Bokuto si tirò la sciarpa fin quasi sul naso, al di sopra della mascherina, meravigliandosi del freddo che già imperversava agli inizi di ottobre.
Si era concesso qualche sguardo di sfuggita mentre camminava, ma la città buia gli aveva rimandato solo le deboli luci dei pochi locali, e ogni tanto erano i fari di qualche macchina di passaggio a illuminarlo.
Il cappotto scuro lo faceva sparire nella sera, nell'inquietudine e nell'oscurità di quel posto fatiscente.
Girò l'angolo, abbandonando la via principale della città, e si infilò in una stradina secondaria.
Conosceva quel posto a memoria, e anche se non poteva vedere tutto bene, sapeva che alla sua destra c'era un terreno abbandonato da tempo, con erbacce incolte e bottiglie di alcolici, mozziconi di sigaretta e qualche cartone sudicio, che fungeva da letto improvvisato di qualche senzatetto.
Alla sua sinistra, c'era quel che rimaneva di una vecchia fabbrica ormai in disuso, dimora non dichiarata dei tossici e spaccini che pullulavano nella zona.
Bokuto conosceva più che bene quel posto, avrebbe quasi osato dire di essere un cliente abituale..
Il muro esterno era stato imbrattato per la prima volta non si sa quanto tempo addietro: una grossa conchiglia scura capeggiava sulla parete e sulle finestre fino a raggiungere il tetto della struttura. 
A Bokuto non dispiaceva quel graffito, gli si era quasi affezionato. 
L'aveva fatto sparire la prima volta, e anche quel muro dimenticato dal mondo intero era tornato bianco e intonso, così come doveva essere in principio. 
Tempo una settimana, e la conchiglia era lì, fresca di pittura. 
Bokuto non aveva potuto fare a meno di congratularsi mentalmente con l'autore di quell'arte ancora così poco compresa, ma non poteva voltare le spalle al proprio dovere. 
Fece ridipingere la facciata, una volta, due, tre, e la quarta beccò in flagranza di reato il colpevole, con tanto di borsone di bombolette spray aperto lì accanto a lui.
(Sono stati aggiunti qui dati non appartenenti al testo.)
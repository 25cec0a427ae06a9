//! State patches: minimal structural diffs of the board roots.
//!
//! Handlers mutate a draft in place; the engine snapshots before, deep-diffs
//! after, and emits a patch list. The copy boundary is an explicit clone +
//! serialize - no proxy or freeze tricks. Each patch is tagged with the root
//! it belongs to so distribution code can redact secret and foreign-player
//! patches before routing.
//!
//! Applying a move's patch list to the pre-move state reconstructs the
//! post-move state exactly (see `tests/patch_roundtrip.rs`).

pub mod apply;
pub mod diff;

use serde::{Deserialize, Serialize};
use serde_json::Value;
use smallvec::SmallVec;

use crate::core::UserId;

pub use apply::{apply_patch, apply_patches};
pub use diff::{diff_typed, diff_values};

/// Which state root a patch touches.
#[derive(Clone, Debug, PartialEq, Eq, Serialize, Deserialize)]
pub enum PatchRoot {
    /// The shared board.
    Board,
    /// One user's private board.
    Playerboard(UserId),
    /// The hidden board. Never distributed to any player.
    Secretboard,
}

/// One step into a JSON tree.
#[derive(Clone, Debug, PartialEq, Eq, Serialize, Deserialize)]
pub enum PathSeg {
    /// Object member.
    Key(String),
    /// Array element.
    Index(usize),
}

/// Path from a root to the changed node.
/// SmallVec keeps the common shallow paths off the heap.
pub type PatchPath = SmallVec<[PathSeg; 4]>;

/// The change itself.
#[derive(Clone, Debug, PartialEq, Serialize, Deserialize)]
pub enum PatchOp {
    /// Set (insert or replace) the value at the path.
    Set(Value),
    /// Remove the object member or array element at the path.
    Remove,
}

/// A single minimal change to one state root.
#[derive(Clone, Debug, PartialEq, Serialize, Deserialize)]
pub struct Patch {
    /// Root this patch applies to.
    pub root: PatchRoot,

    /// Path from the root. Empty means the root value itself.
    pub path: PatchPath,

    /// The change.
    pub op: PatchOp,
}

impl Patch {
    /// Build a patch.
    #[must_use]
    pub fn new(root: PatchRoot, path: PatchPath, op: PatchOp) -> Self {
        Self { root, path, op }
    }
}

impl std::fmt::Display for Patch {
    fn fmt(&self, f: &mut std::fmt::Formatter<'_>) -> std::fmt::Result {
        match &self.root {
            PatchRoot::Board => write!(f, "board")?,
            PatchRoot::Playerboard(user) => write!(f, "playerboards.{}", user)?,
            PatchRoot::Secretboard => write!(f, "secretboard")?,
        }
        for seg in &self.path {
            match seg {
                PathSeg::Key(k) => write!(f, ".{}", k)?,
                PathSeg::Index(i) => write!(f, "[{}]", i)?,
            }
        }
        match &self.op {
            PatchOp::Set(v) => write!(f, " = {}", v),
            PatchOp::Remove => write!(f, " (removed)"),
        }
    }
}

#[cfg(test)]
mod tests {
    use super::*;
    use smallvec::smallvec;

    #[test]
    fn test_patch_display() {
        let patch = Patch::new(
            PatchRoot::Board,
            smallvec![PathSeg::Key("cells".to_string()), PathSeg::Index(3)],
            PatchOp::Set(serde_json::json!(7)),
        );
        assert_eq!(format!("{}", patch), "board.cells[3] = 7");

        let patch = Patch::new(
            PatchRoot::Playerboard(UserId::new("alice")),
            smallvec![PathSeg::Key("hand".to_string())],
            PatchOp::Remove,
        );
        assert_eq!(format!("{}", patch), "playerboards.alice.hand (removed)");
    }

    #[test]
    fn test_patch_serde() {
        let patch = Patch::new(
            PatchRoot::Secretboard,
            smallvec![PathSeg::Key("deck".to_string()), PathSeg::Index(0)],
            PatchOp::Set(serde_json::json!("ace")),
        );

        let json = serde_json::to_string(&patch).unwrap();
        let back: Patch = serde_json::from_str(&json).unwrap();
        assert_eq!(patch, back);
    }
}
L'imbrattatore non portava la mascherina. 
"Non c'è nessuno", fu l'unica cosa che disse Keiji Akaashi quando Bokuto glielo fece notare. 
Bokuto aveva estratto dalla propria tasca una mascherina inutilizzata, e l'aveva allungata al ragazzo mantenendosi distante. E solo allora tirò fuori anche il suo distintivo, sorprendendo non poco il giovane. "Dovrei farti la multa, peccato che io sia qui solo di passaggio e non sono in servizio. Altrimenti dovrei fartene un'altra salatissima per questa roba. Ti conviene interrompere subito la tua opera d'arte", gli aveva detto indicando la conchiglia in fase d'opera. 
 
Bokuto provò a fare mente locale, ma non ricordava quante volte avevano fatto ridipingere quel pezzo di muro. Lo trovava inutile, passavano i mesi ma la conchiglia tornava a capeggiare in tutta la sua maestosità su quel vecchio fabbricato. 
Strano ma vero, Bokuto non aveva mai venduto l'identità del ragazzo in distretto.
Si limitava ogni tanto a fare un salto senza impegno, irrompeva nell'azienda abbandonata come un corvo che scendeva in picchiata su una preda, e assisteva alle peggio fughe: gli spacciatori si riconoscevano subito, avevano un agilità incredibile e guadagnavano le uscite in pochi secondi; chi invece usufruiva dei loro servigi faceva più fatica anche solo a camminare. 
Ogni serata un arresto, Bokuto aveva preso a noia tutta quella situazione così ripetitiva.
L'unica prospettiva piacevole era la chiacchierata con Akaashi.
Poteva quasi dire che fossero ormai in confidenza, ma quel tipo era così sfuggente, solitario... viveva alla giornata, se trovava un lavoretto lo portava a termine, e poi di nuovo nel fabbricato a pensare a cosa avrebbe fatto il giorno dopo. 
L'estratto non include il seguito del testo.